── DATASET RECORDS

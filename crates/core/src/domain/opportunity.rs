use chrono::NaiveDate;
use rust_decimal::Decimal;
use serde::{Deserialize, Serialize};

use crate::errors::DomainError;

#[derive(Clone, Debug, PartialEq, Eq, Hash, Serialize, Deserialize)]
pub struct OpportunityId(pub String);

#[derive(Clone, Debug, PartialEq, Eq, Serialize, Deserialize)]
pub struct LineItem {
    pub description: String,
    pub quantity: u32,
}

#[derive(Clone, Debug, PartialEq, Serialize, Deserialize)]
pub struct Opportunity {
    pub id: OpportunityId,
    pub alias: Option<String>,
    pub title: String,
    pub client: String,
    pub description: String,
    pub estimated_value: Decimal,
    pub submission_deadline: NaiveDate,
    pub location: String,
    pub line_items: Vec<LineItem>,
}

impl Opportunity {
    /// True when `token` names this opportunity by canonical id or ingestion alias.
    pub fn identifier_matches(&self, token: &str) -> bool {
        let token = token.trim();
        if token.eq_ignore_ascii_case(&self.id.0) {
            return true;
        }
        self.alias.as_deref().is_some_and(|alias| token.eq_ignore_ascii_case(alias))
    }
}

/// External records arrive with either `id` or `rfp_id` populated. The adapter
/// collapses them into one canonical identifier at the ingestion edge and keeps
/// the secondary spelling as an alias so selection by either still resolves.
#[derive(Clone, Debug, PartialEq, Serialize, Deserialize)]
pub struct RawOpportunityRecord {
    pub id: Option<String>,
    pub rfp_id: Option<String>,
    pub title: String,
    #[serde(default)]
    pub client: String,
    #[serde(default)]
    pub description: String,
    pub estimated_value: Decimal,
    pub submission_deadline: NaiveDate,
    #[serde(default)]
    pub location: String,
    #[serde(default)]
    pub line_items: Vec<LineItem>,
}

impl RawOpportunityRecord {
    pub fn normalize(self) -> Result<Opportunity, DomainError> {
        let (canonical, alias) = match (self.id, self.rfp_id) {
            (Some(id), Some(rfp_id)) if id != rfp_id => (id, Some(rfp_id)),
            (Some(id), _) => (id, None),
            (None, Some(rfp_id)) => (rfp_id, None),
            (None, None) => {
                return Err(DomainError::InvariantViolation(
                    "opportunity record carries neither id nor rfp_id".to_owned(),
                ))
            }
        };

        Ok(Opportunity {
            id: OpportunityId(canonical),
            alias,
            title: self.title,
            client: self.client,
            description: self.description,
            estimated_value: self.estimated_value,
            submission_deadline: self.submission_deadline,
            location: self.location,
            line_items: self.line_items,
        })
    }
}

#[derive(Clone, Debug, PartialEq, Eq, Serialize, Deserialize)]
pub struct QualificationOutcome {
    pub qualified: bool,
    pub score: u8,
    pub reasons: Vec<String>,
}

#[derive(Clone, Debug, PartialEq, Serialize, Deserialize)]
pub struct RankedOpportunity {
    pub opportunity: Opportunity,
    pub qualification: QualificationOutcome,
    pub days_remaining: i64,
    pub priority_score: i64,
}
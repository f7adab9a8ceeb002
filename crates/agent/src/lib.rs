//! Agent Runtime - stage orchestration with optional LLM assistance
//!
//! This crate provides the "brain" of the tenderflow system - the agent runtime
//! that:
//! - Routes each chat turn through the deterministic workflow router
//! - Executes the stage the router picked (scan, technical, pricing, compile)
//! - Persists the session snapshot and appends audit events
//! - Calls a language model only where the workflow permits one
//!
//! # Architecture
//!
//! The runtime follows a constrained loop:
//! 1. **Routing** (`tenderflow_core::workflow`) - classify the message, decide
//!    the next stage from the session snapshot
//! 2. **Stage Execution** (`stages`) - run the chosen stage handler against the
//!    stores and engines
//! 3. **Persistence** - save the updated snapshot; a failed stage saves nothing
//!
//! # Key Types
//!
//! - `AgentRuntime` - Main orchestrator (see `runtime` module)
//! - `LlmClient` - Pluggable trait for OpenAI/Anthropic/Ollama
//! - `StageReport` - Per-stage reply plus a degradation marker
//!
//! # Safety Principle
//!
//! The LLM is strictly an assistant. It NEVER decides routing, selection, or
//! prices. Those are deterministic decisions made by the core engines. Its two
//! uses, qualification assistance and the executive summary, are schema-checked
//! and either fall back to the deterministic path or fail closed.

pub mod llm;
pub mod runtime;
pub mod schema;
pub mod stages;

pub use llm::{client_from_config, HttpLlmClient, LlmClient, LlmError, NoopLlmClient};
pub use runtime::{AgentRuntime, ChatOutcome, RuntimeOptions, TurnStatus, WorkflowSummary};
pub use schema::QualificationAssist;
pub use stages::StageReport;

────

REQUIREMENT: Write out the records in full, exactly as they appear above.

SOLUTION:
filename crates/core/src/domain/opportunity.rs
use chrono::NaiveDate;
use rust_decimal::Decimal;
use serde::{Deserialize, Serialize};

use crate::errors::DomainError;

#[derive(Clone, Debug, PartialEq, Eq, Hash, Serialize, Deserialize)]
pub struct OpportunityId(pub String);

#[derive(Clone, Debug, PartialEq, Eq, Serialize, Deserialize)]
pub struct LineItem {
    pub description: String,
    pub quantity: u32,
}

#[derive(Clone, Debug, PartialEq, Serialize, Deserialize)]
pub struct Opportunity {
    pub id: OpportunityId,
    pub alias: Option<String>,
    pub title: String,
    pub client: String,
    pub description: String,
    pub estimated_value: Decimal,
    pub submission_deadline: NaiveDate,
    pub location: String,
    pub line_items: Vec<LineItem>,
}

impl Opportunity {
    /// True when `token` names this opportunity by canonical id or ingestion alias.
    pub fn identifier_matches(&self, token: &str) -> bool {
        let token = token.trim();
        if token.eq_ignore_ascii_case(&self.id.0) {
            return true;
        }
        self.alias.as_deref().is_some_and(|alias| token.eq_ignore_ascii_case(alias))
    }
}

/// External records arrive with either `id` or `rfp_id` populated. The adapter
/// collapses them into one canonical identifier at the ingestion edge and keeps
/// the secondary spelling as an alias so selection by either still resolves.
#[derive(Clone, Debug, PartialEq, Serialize, Deserialize)]
pub struct RawOpportunityRecord {
    pub id: Option<String>,
    pub rfp_id: Option<String>,
    pub title: String,
    #[serde(default)]
    pub client: String,
    #[serde(default)]
    pub description: String,
    pub estimated_value: Decimal,
    pub submission_deadline: NaiveDate,
    #[serde(default)]
    pub location: String,
    #[serde(default)]
    pub line_items: Vec<LineItem>,
}

impl RawOpportunityRecord {
    pub fn normalize(self) -> Result<Opportunity, DomainError> {
        let (canonical, alias) = match (self.id, self.rfp_id) {
            (Some(id), Some(rfp_id)) if id != rfp_id => (id, Some(rfp_id)),
            (Some(id), _) => (id, None),
            (None, Some(rfp_id)) => (rfp_id, None),
            (None, None) => {
                return Err(DomainError::InvariantViolation(
                    "opportunity record carries neither id nor rfp_id".to_owned(),
                ))
            }
        };

        Ok(Opportunity {
            id: OpportunityId(canonical),
            alias,
            title: self.title,
            client: self.client,
            description: self.description,
            estimated_value: self.estimated_value,
            submission_deadline: self.submission_deadline,
            location: self.location,
            line_items: self.line_items,
        })
    }
}

#[derive(Clone, Debug, PartialEq, Eq, Serialize, Deserialize)]
pub struct QualificationOutcome {
    pub qualified: bool,
    pub score: u8,
    pub reasons: Vec<String>,
}

#[derive(Clone, Debug, PartialEq, Serialize, Deserialize)]
pub struct RankedOpportunity {
    pub opportunity: Opportunity,
    pub qualification: QualificationOutcome,
    pub days_remaining: i64,
    pub priority_score: i64,
}
repository f7adab9a8ceeb002
filename crates/agent/src/lib.rs
//! Agent Runtime - stage orchestration with optional LLM assistance
//!
//! This crate provides the "brain" of the tenderflow system - the agent runtime
//! that:
//! - Routes each chat turn through the deterministic workflow router
//! - Executes the stage the router picked (scan, technical, pricing, compile)
//! - Persists the session snapshot and appends audit events
//! - Calls a language model only where the workflow permits one
//!
//! # Architecture
//!
//! The runtime follows a constrained loop:
//! 1. **Routing** (`tenderflow_core::workflow`) - classify the message, decide
//!    the next stage from the session snapshot
//! 2. **Stage Execution** (`stages`) - run the chosen stage handler against the
//!    stores and engines
//! 3. **Persistence** - save the updated snapshot; a failed stage saves nothing
//!
//! # Key Types
//!
//! - `AgentRuntime` - Main orchestrator (see `runtime` module)
//! - `LlmClient` - Pluggable trait for OpenAI/Anthropic/Ollama
//! - `StageReport` - Per-stage reply plus a degradation marker
//!
//! # Safety Principle
//!
//! The LLM is strictly an assistant. It NEVER decides routing, selection, or
//! prices. Those are deterministic decisions made by the core engines. Its two
//! uses, qualification assistance and the executive summary, are schema-checked
//! and either fall back to the deterministic path or fail closed.

pub mod llm;
pub mod runtime;
pub mod schema;
pub mod stages;

pub use llm::{client_from_config, HttpLlmClient, LlmClient, LlmError, NoopLlmClient};
pub use runtime::{AgentRuntime, ChatOutcome, RuntimeOptions, TurnStatus, WorkflowSummary};
pub use schema::QualificationAssist;
pub use stages::StageReport;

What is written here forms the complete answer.